There is minimal focal portal inflammation and moderate inflammation of the lobule, characterized by eosinophils and neutrophils, with focal hepatocyte necrosis. There is no inflammation at the interface. The Laennec inflammation grade is I-II/IV. There is significant fibrosis, which includes the presence of portal expansion and septa; the Laennec fibrosis stage is II / IV.
There is no cholestasis, no iron deposition, no bile duct injury and no copper deposition. PAS staining is equivocal for glycogen deposition. PAS-D marks scattered, predominantly periportal, macrophages.
Electron microscopy demonstrates electron dense material consistent with glycogen that is not membrane bound.
Final diagnosis
Liver, core biopsy -
i) Changes consistent with glycogen storage disease, see comment.
ii) Fibrotic portal expansion and focal septa (Laennec fibrosis stage II / IV).
Comment
The periportal predominant fibrosis, diffuse hepatocyte distension with whispy and pale cytoplasm, and non-membrane bound electron dense (glycogen-like) material, are suggestive of glycogen storage disease type III (Cori disease).
Possibly PSC
Microscopic
The specimen has an adequate length (>2.0 cm) but contains only six complete portal tracts (11-15 desired).
There is mild periductal fibrosis (with a suggestion of an onion skin-like arrangement in one portal tract), mild periportal intrahepatocyte copper deposition, focal bile ductular proliferation, focal bile duct lymphocytic infiltration, and bile duct cell anisonucleosis. There is disruption of the hepatocyte plates and hepatocyte anisonucleosis, suggestive of a hepatocellular injury; however, there is no frank hepatocyte necrosis and the plate thickness is within normal limits.
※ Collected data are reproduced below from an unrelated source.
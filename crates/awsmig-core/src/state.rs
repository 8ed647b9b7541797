//! Migration State Store
//!
//! Single source of truth for the [`MigrationProcess`] aggregate. All
//! mutation goes through named operations so derived progress and status
//! are never stale; no other component writes step, phase, or aggregate
//! fields directly.
//!
//! Operations are synchronous in-memory transitions. Backend calls live in
//! the client crate and are awaited by the caller, never here.

use chrono::Utc;
use tracing::{debug, info, warn};
use uuid::Uuid;

use crate::catalog::validate_catalog;
use crate::error::CatalogError;
use crate::types::{MigrationProcess, MigrationStep, Phase, PhaseType, StepStatus};

/// Owner of the migration aggregate.
///
/// Unknown step or phase identifiers are handled by doing nothing: the
/// caller sees "nothing happened", never a panic or an error. Status
/// transitions are intentionally lenient "set" operations; completing a
/// step straight from `Pending` is legal.
#[derive(Debug, Clone)]
pub struct MigrationState {
    process: MigrationProcess,
}

impl MigrationState {
    /// Build a store over a validated catalog. Every step starts `Pending`
    /// and the navigation pointers sit on the first phase's first step.
    pub fn new(title: impl Into<String>, phases: Vec<Phase>) -> Result<Self, CatalogError> {
        validate_catalog(&phases)?;
        let (current_phase, current_step) =
            first_position(&phases).ok_or(CatalogError::NoSteps)?;

        let mut state = Self {
            process: MigrationProcess {
                id: Uuid::new_v4(),
                title: title.into(),
                phases,
                current_phase,
                current_step,
                status: StepStatus::Pending,
                progress: 0,
                started_at: Utc::now(),
                completed_at: None,
            },
        };
        state.recompute();
        Ok(state)
    }

    /// Read access to the aggregate snapshot.
    pub fn process(&self) -> &MigrationProcess {
        &self.process
    }

    /// The phase the pointers currently reference.
    pub fn current_phase(&self) -> Option<&Phase> {
        self.process.phase(self.process.current_phase)
    }

    /// The step the pointers currently reference.
    pub fn current_step(&self) -> Option<&MigrationStep> {
        self.process.find_step(self.process.current_step)
    }

    /// Mark the whole process in progress and point at the first phase's
    /// first step. Safe to call again once started.
    pub fn start_migration(&mut self) {
        self.process.status = StepStatus::InProgress;
        if let Some((phase, step)) = first_position(&self.process.phases) {
            self.process.current_phase = phase;
            self.process.current_step = step;
        }
        info!(process_id = %self.process.id, "migration started");
    }

    /// Move the named step to `InProgress` and make it current. No-op for
    /// an unknown id.
    pub fn start_step(&mut self, step_id: u32) {
        if !self.set_status(step_id, StepStatus::InProgress) {
            warn!(step_id, "start_step: unknown step id");
            return;
        }
        self.process.current_step = step_id;
        debug!(step_id, "step started");
        self.recompute();
    }

    /// Complete the named step, stamp its completion time, and advance the
    /// pointers to the next step in flattened phase-then-id order. When the
    /// last step overall completes, the aggregate completes with it.
    pub fn complete_step(&mut self, step_id: u32) {
        let now = Utc::now();
        let found = self.with_step(step_id, |step| {
            step.status = StepStatus::Completed;
            step.completed_at = Some(now);
        });

        if found {
            let order: Vec<u32> = self
                .process
                .all_steps_ordered()
                .iter()
                .map(|s| s.id)
                .collect();
            let next = order
                .iter()
                .position(|&id| id == step_id)
                .and_then(|idx| order.get(idx + 1).copied());

            match next {
                Some(next_id) => {
                    self.process.current_step = next_id;
                    if let Some(owner) = self.process.phase_of_step(next_id) {
                        self.process.current_phase = owner.phase_type;
                    }
                    self.process.status = StepStatus::InProgress;
                    debug!(step_id, next_id, "step completed, advanced");
                }
                None => {
                    self.process.status = StepStatus::Completed;
                    if self.process.completed_at.is_none() {
                        self.process.completed_at = Some(now);
                    }
                    info!(process_id = %self.process.id, "final step completed, migration finished");
                }
            }
        } else {
            warn!(step_id, "complete_step: unknown step id");
        }

        self.recompute();
    }

    /// Flag the named step as needing operator action. Pointers stay put.
    pub fn require_action(&mut self, step_id: u32) {
        if !self.set_status(step_id, StepStatus::RequiresAction) {
            warn!(step_id, "require_action: unknown step id");
        }
        self.recompute();
    }

    /// Flag the named step as failed. Pointers stay put; the step can be
    /// re-run.
    pub fn set_step_failed(&mut self, step_id: u32) {
        if !self.set_status(step_id, StepStatus::Failed) {
            warn!(step_id, "set_step_failed: unknown step id");
        }
        self.recompute();
    }

    /// Point at the named phase's first step. No-op when the phase is
    /// unknown or has no steps.
    pub fn go_to_phase(&mut self, phase_type: PhaseType) {
        let first = self
            .process
            .phase(phase_type)
            .and_then(|p| p.first_step())
            .map(|s| s.id);
        if let Some(step_id) = first {
            self.process.current_phase = phase_type;
            self.process.current_step = step_id;
        }
    }

    /// Point at the named step (and its owning phase). No-op for an unknown
    /// id.
    pub fn go_to_step(&mut self, step_id: u32) {
        let owner = self.process.phase_of_step(step_id).map(|p| p.phase_type);
        if let Some(phase_type) = owner {
            self.process.current_phase = phase_type;
            self.process.current_step = step_id;
        }
    }

    /// Set a step's status, returning whether the id exists.
    fn set_status(&mut self, step_id: u32, status: StepStatus) -> bool {
        self.with_step(step_id, |step| step.status = status)
    }

    fn with_step(&mut self, step_id: u32, f: impl FnOnce(&mut MigrationStep)) -> bool {
        for phase in &mut self.process.phases {
            for step in &mut phase.steps {
                if step.id == step_id {
                    f(step);
                    return true;
                }
            }
        }
        false
    }

    /// Recompute every derived field from step statuses: each phase's
    /// progress and status, then the aggregate progress. The aggregate
    /// *status* is owned by `start_migration`/`complete_step` so that a
    /// freshly started migration at 0% stays `InProgress`.
    fn recompute(&mut self) {
        let mut total = 0usize;
        let mut completed = 0usize;

        for phase in &mut self.process.phases {
            let phase_total = phase.steps.len();
            let phase_completed = phase
                .steps
                .iter()
                .filter(|s| s.status == StepStatus::Completed)
                .count();

            phase.progress = percentage(phase_completed, phase_total);
            phase.status = if phase_total > 0 && phase_completed == phase_total {
                StepStatus::Completed
            } else if phase_completed > 0 {
                StepStatus::InProgress
            } else {
                StepStatus::Pending
            };

            total += phase_total;
            completed += phase_completed;
        }

        self.process.progress = percentage(completed, total);
    }
}

/// First phase (ascending id) that has a step, and that step's id.
fn first_position(phases: &[Phase]) -> Option<(PhaseType, u32)> {
    let mut sorted: Vec<&Phase> = phases.iter().collect();
    sorted.sort_by_key(|p| p.id);
    sorted
        .iter()
        .find_map(|p| p.first_step().map(|s| (p.phase_type, s.id)))
}

/// Integer progress with the exact-100 guard: 100 only when everything is
/// complete, so rounding can never report 100 early (or 99 at the end).
fn percentage(completed: usize, total: usize) -> u8 {
    if total == 0 {
        return 0;
    }
    if completed == total {
        return 100;
    }
    ((completed as f64 / total as f64) * 100.0).round() as u8
}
There is no cholestasis, interface hepatitis, or portal or lobular inflammatory infiltrate (Laennec inflammation Grade 0/IV). The PAS, PAS-D and Shikata stains are non-contributory. There is no fatty change of hepatocytes. The portal tracts have an irregular outline focally and occasional delicate periportal fibrous septae (Laennec fibrosis Stage I/IV).
Final diagnosis
Liver, core biopsy - Focal bile duct abnormalities without cholestasis and no significant inflammation, see comment.
Comment
The bile ducts have focal non-specific abnormalities without cholestasis that are not sufficient to diagnose primary sclerosing cholangitis (PSC). It is possible that this represents PSC, which is often patchy, and may have not been sampled in the relatively small number of portal tracts present in this biopsy. The histomorphologic findings are not compatible with autoimmune hepatitis.
Steatohepatitis & viral hepatitis
Microscopic
Size of biopsy: Adequate Fragmentation: Absent Fibrosis: Stage 2-3/4, mostly stage 2 Fibrous septa: Present Septa with curved contours: Present – focally only Large droplet steatosis (% of hepatocytes): Present, moderate 60% Ballooning of hepatocytes: Present, rare Mallory-Denk bodies: Present, rare Portal inflammation: Present Interface activity: Minimal (0-1/4) Lobular necroinflammation: Minimal Ducts: Present in normal numbers Duct injury: Absent Ductular reaction: Absent Cholestasis: Absent Terminal hepatic venules: Present Iron stain: Absent Ground glass cells with routine stains: Absent PASD for alpha-1 antitrypsin droplets: Negative
Final diagnosis
Liver (random) medical core biopsies: - Liver with minimal chronic hepatitis (grade 0-1/4), with moderate fibrosis (stage 2-3/4). - Minimal steatohepatitis. - Moderate steatosis.
Possible drug-induced hepatitis
Final diagnosis
Liver (random) medical core biopsies:
- Liver with mild steatosis.
- Marked fibrosis (stage 3 of 4).
- Negative for steatohepatitis.
- Scattered eosinophils in the portal tracts, see comment.
Comment
The findings are consistent with a resolving steatoheptitis.
The eosinophils in the portal tracts raise the possibility of a drug-induced or herbal-induced hepatitis. The use of ibuprofen is noted in the clinical history; however, this is not typically associated with steatosis.
Minimal activity - hepatitis C
LIVER, CORE BIOPSIES: - LIVER WITH MINIMAL CHRONIC HEPATITIS (GRADE 0-1/4), WITH MILD FIBROSIS (STAGE 1-2/4). - MINIMAL STEATOSIS.